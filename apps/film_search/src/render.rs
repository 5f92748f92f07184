//! Plain-text presentation of controller snapshots.

use std::fmt::Write as _;

use client_core::{ControllerSnapshot, FetchState};
use shared::{domain::ResultRecord, error::ErrorKind};

const TITLE: &str = "Film Searcher";

pub fn render_snapshot(snapshot: &ControllerSnapshot) -> String {
    match &snapshot.state {
        FetchState::Idle => "No search started.".to_string(),
        FetchState::Loading => "Searching...".to_string(),
        FetchState::Failed(error) => match error.kind {
            ErrorKind::NoResults if !error.message.is_empty() => error.message.clone(),
            _ => format!("Search failed ({}): {}", error.kind, error.message),
        },
        FetchState::Loaded(results) if results.is_empty() => format!("{TITLE}: no films found."),
        FetchState::Loaded(results) => {
            let mut out = format!("{TITLE}: {} result(s)\n", results.len());
            for (index, record) in results.iter().enumerate() {
                let marker = if snapshot.selection.as_ref() == Some(&record.id) {
                    '*'
                } else {
                    ' '
                };
                let _ = writeln!(
                    out,
                    "{marker}{:>3}. {} ({}) [{}]",
                    index + 1,
                    record.title,
                    record.year,
                    record.id
                );
            }
            if let Some(record) = snapshot.selected_record() {
                out.push('\n');
                out.push_str(&render_detail(record));
            }
            out.trim_end().to_string()
        }
    }
}

pub fn render_detail(record: &ResultRecord) -> String {
    let poster = record.poster_url.as_deref().unwrap_or("not available");
    format!(
        "Selected film:\n  {}\n  {}\n  Poster: {}",
        record.title, record.year, poster
    )
}

#[cfg(test)]
#[path = "tests/render_tests.rs"]
mod tests;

# # # # # # #

- What you should do
Your answer must consist only of the lines from the one with "if let Some(record)" through the final line of the entries, each retyped exactly.

- Solution to the problem
            if let Some(record) = snapshot.selected_record() {
                out.push('\n');
                out.push_str(&render_detail(record));
            }
            out.trim_end().to_string()
        }
    }
}

pub fn render_detail(record: &ResultRecord) -> String {
    let poster = record.poster_url.as_deref().unwrap_or("not available");
    format!(
        "Selected film:\n  {}\n  {}\n  Poster: {}",
        record.title, record.year, poster
    )
}

#[cfg(test)]
#[path = "tests/render_tests.rs"]
mod tests;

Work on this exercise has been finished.